Exercise
Pull every line containing the word "trim" from the records.

Input data
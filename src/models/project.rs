//! Project model with budget, operators and milestones.

use chrono::NaiveDate;
use serde::{Deserialize, Serialize};

use super::record::{unsupported_action, Entity, FieldValue, RecordMeta, StatusAction, Transition};
use crate::errors::AppError;

#[derive(Debug, Clone, Copy, Default, PartialEq, Eq, Serialize, Deserialize)]
#[serde(rename_all = "snake_case")]
pub enum ProjectStatus {
    #[default]
    Planned,
    Active,
    Suspended,
    Completed,
}

impl ProjectStatus {
    pub fn as_str(&self) -> &'static str {
        match self {
            ProjectStatus::Planned => "planned",
            ProjectStatus::Active => "active",
            ProjectStatus::Suspended => "suspended",
            ProjectStatus::Completed => "completed",
        }
    }
}

/// A dated activity within a project plan.
#[derive(Debug, Clone, PartialEq, Serialize, Deserialize)]
#[serde(rename_all = "camelCase")]
pub struct Milestone {
    pub title: String,
    #[serde(default)]
    pub due_date: String,
    #[serde(default)]
    pub done: bool,
}

/// A field project reported on the transparency page.
#[derive(Debug, Clone, PartialEq, Serialize, Deserialize)]
#[serde(rename_all = "camelCase")]
pub struct Project {
    #[serde(default)]
    pub id: String,
    pub title: String,
    #[serde(default)]
    pub summary: String,
    #[serde(default)]
    pub category: String,
    #[serde(default)]
    pub country: String,
    #[serde(default)]
    pub location: String,
    #[serde(default)]
    pub budget: f64,
    #[serde(default)]
    pub spent: f64,
    #[serde(default = "default_currency")]
    pub currency: String,
    /// `YYYY-MM-DD`, empty when not scheduled.
    #[serde(default)]
    pub start_date: String,
    #[serde(default)]
    pub end_date: String,
    /// Free-text names; not checked against the team store.
    #[serde(default)]
    pub operators: Vec<String>,
    #[serde(default)]
    pub beneficiaries: u32,
    #[serde(default)]
    pub milestones: Vec<Milestone>,
    #[serde(default)]
    pub tags: Vec<String>,
    #[serde(default)]
    pub status: ProjectStatus,
    #[serde(flatten)]
    pub meta: RecordMeta,
}

fn default_currency() -> String {
    "EUR".to_string()
}

fn parse_date(value: &str) -> Option<NaiveDate> {
    NaiveDate::parse_from_str(value.trim(), "%Y-%m-%d").ok()
}

impl Project {
    pub fn new(id: impl Into<String>, title: impl Into<String>) -> Self {
        Self {
            id: id.into(),
            title: title.into(),
            summary: String::new(),
            category: String::new(),
            country: String::new(),
            location: String::new(),
            budget: 0.0,
            spent: 0.0,
            currency: default_currency(),
            start_date: String::new(),
            end_date: String::new(),
            operators: Vec::new(),
            beneficiaries: 0,
            milestones: Vec::new(),
            tags: Vec::new(),
            status: ProjectStatus::Planned,
            meta: RecordMeta::default(),
        }
    }

    /// Scheduled duration in days, zero when either date is missing.
    pub fn duration_days(&self) -> usize {
        match (parse_date(&self.start_date), parse_date(&self.end_date)) {
            (Some(start), Some(end)) if end >= start => (end - start).num_days() as usize,
            _ => 0,
        }
    }

    /// Share of milestones marked done, in percent.
    pub fn progress(&self) -> u8 {
        if self.milestones.is_empty() {
            return 0;
        }
        let done = self.milestones.iter().filter(|m| m.done).count();
        ((done * 100) / self.milestones.len()) as u8
    }
}

impl Entity for Project {
    const KIND: &'static str = "project";
    const STORAGE_KEY: &'static str = "donorops.projects";
    const FACETS: &'static [&'static str] = &["status", "category", "country"];
    const CSV_COLUMNS: &'static [&'static str] = &[
        "id",
        "title",
        "category",
        "country",
        "location",
        "budget",
        "spent",
        "currency",
        "startDate",
        "endDate",
        "operators",
        "beneficiaries",
        "progress",
        "tags",
        "status",
        "updatedAt",
    ];
    const EXPORTABLE_COLUMNS: &'static [&'static str] = &[
        "id",
        "title",
        "summary",
        "category",
        "country",
        "location",
        "budget",
        "spent",
        "currency",
        "startDate",
        "endDate",
        "operators",
        "beneficiaries",
        "progress",
    ];

    fn key(&self) -> &str {
        &self.id
    }

    fn assign_key(&mut self) {
        if self.id.trim().is_empty() {
            self.id = uuid::Uuid::new_v4().to_string();
        }
    }

    fn title(&self) -> &str {
        &self.title
    }

    fn status_label(&self) -> &'static str {
        self.status.as_str()
    }

    fn meta(&self) -> &RecordMeta {
        &self.meta
    }

    fn meta_mut(&mut self) -> &mut RecordMeta {
        &mut self.meta
    }

    fn tags(&self) -> &[String] {
        &self.tags
    }

    fn search_fields(&self) -> Vec<&str> {
        let mut fields = vec![
            self.title.as_str(),
            self.summary.as_str(),
            self.location.as_str(),
        ];
        fields.extend(self.operators.iter().map(String::as_str));
        fields
    }

    fn facet(&self, name: &str) -> Option<String> {
        match name {
            "status" => Some(self.status.as_str().to_string()),
            "category" => Some(self.category.clone()),
            "country" => Some(self.country.clone()),
            _ => None,
        }
    }

    fn length(&self) -> usize {
        self.duration_days()
    }

    fn field(&self, name: &str) -> Option<FieldValue> {
        match name {
            "id" => Some(FieldValue::from(&self.id)),
            "title" => Some(FieldValue::from(&self.title)),
            "summary" => Some(FieldValue::from(&self.summary)),
            "category" => Some(FieldValue::from(&self.category)),
            "country" => Some(FieldValue::from(&self.country)),
            "location" => Some(FieldValue::from(&self.location)),
            "budget" => Some(FieldValue::Number(self.budget)),
            "spent" => Some(FieldValue::Number(self.spent)),
            "currency" => Some(FieldValue::from(&self.currency)),
            "startDate" => Some(FieldValue::from(&self.start_date)),
            "endDate" => Some(FieldValue::from(&self.end_date)),
            "operators" => Some(FieldValue::from(self.operators.as_slice())),
            "beneficiaries" => Some(FieldValue::Integer(i64::from(self.beneficiaries))),
            "progress" => Some(FieldValue::Integer(i64::from(self.progress()))),
            _ => None,
        }
    }

    fn transition(&mut self, action: StatusAction, now: &str) -> Result<Transition, AppError> {
        let target = match action {
            StatusAction::Activate => ProjectStatus::Active,
            StatusAction::Suspend => ProjectStatus::Suspended,
            StatusAction::Retire => ProjectStatus::Completed,
            other => return Err(unsupported_action(Self::KIND, other)),
        };
        if self.status == target {
            return Ok(Transition::Unchanged);
        }
        self.status = target;
        if target == ProjectStatus::Active {
            self.meta.stamp_first_listing(now);
        }
        Ok(Transition::Applied)
    }

    fn validate_fields(&self) -> Result<(), AppError> {
        for (name, amount) in [("budget", self.budget), ("spent", self.spent)] {
            if !amount.is_finite() || amount < 0.0 {
                return Err(AppError::Validation(format!(
                    "Project {} must be a non-negative amount",
                    name
                )));
            }
        }

        let start = match self.start_date.as_str() {
            "" => None,
            raw => Some(parse_date(raw).ok_or_else(|| {
                AppError::Validation(format!("Project startDate '{}' is not YYYY-MM-DD", raw))
            })?),
        };
        let end = match self.end_date.as_str() {
            "" => None,
            raw => Some(parse_date(raw).ok_or_else(|| {
                AppError::Validation(format!("Project endDate '{}' is not YYYY-MM-DD", raw))
            })?),
        };
        if let (Some(start), Some(end)) = (start, end) {
            if end < start {
                return Err(AppError::Validation(
                    "Project endDate is before startDate".to_string(),
                ));
            }
        }

        if self.milestones.iter().any(|m| m.title.trim().is_empty()) {
            return Err(AppError::Validation(
                "Milestone title is required".to_string(),
            ));
        }
        Ok(())
    }

    fn seed() -> Vec<Self> {
        vec![
            Project {
                summary: "Forages équipés de pompes solaires pour trois villages.".to_string(),
                category: "eau".to_string(),
                country: "Burkina Faso".to_string(),
                location: "Kaya".to_string(),
                budget: 120_000.0,
                spent: 84_500.0,
                start_date: "2024-03-01".to_string(),
                end_date: "2025-06-30".to_string(),
                operators: vec!["Claire Martin".to_string(), "Kaya Relais".to_string()],
                beneficiaries: 4_200,
                milestones: vec![
                    Milestone {
                        title: "Études hydrogéologiques".to_string(),
                        due_date: "2024-05-15".to_string(),
                        done: true,
                    },
                    Milestone {
                        title: "Forage et équipement".to_string(),
                        due_date: "2025-02-28".to_string(),
                        done: true,
                    },
                    Milestone {
                        title: "Formation des comités de gestion".to_string(),
                        due_date: "2025-06-15".to_string(),
                        done: false,
                    },
                ],
                tags: vec!["eau".to_string(), "solaire".to_string()],
                status: ProjectStatus::Active,
                meta: RecordMeta::new("2025-03-10T08:00:00Z", "2024-03-01T08:00:00Z"),
                ..Project::new("prj-puits-kaya", "Puits solaires de Kaya")
            },
            Project {
                summary: "Semences résilientes et outils pour coopératives.".to_string(),
                category: "agriculture".to_string(),
                country: "Mali".to_string(),
                location: "Mopti".to_string(),
                budget: 65_000.0,
                spent: 12_000.0,
                start_date: "2025-01-15".to_string(),
                end_date: "2025-12-15".to_string(),
                operators: vec!["Ibrahim Koné".to_string()],
                beneficiaries: 900,
                tags: vec!["agriculture".to_string(), "resilience".to_string()],
                meta: RecordMeta::new("2025-02-01T08:00:00Z", ""),
                ..Project::new("prj-semences-mopti", "Semences de Mopti")
            },
            Project {
                summary: "Kits d'hygiène et sensibilisation dans les écoles.".to_string(),
                category: "eau".to_string(),
                country: "Sénégal".to_string(),
                location: "Thiès".to_string(),
                budget: 30_000.0,
                spent: 30_000.0,
                start_date: "2023-09-01".to_string(),
                end_date: "2024-07-31".to_string(),
                operators: vec!["Claire Martin".to_string()],
                beneficiaries: 2_500,
                tags: vec!["hygiene".to_string(), "ecoles".to_string()],
                status: ProjectStatus::Completed,
                meta: RecordMeta::new("2024-08-15T08:00:00Z", "2023-09-01T08:00:00Z"),
                ..Project::new("prj-hygiene-thies", "Hygiène à l'école, Thiès")
            },
        ]
    }
}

Written response
    NaiveDate::parse_from_str(value.trim(), "%Y-%m-%d").ok()
        if self.id.trim().is_empty() {
        if self.milestones.iter().any(|m| m.title.trim().is_empty()) {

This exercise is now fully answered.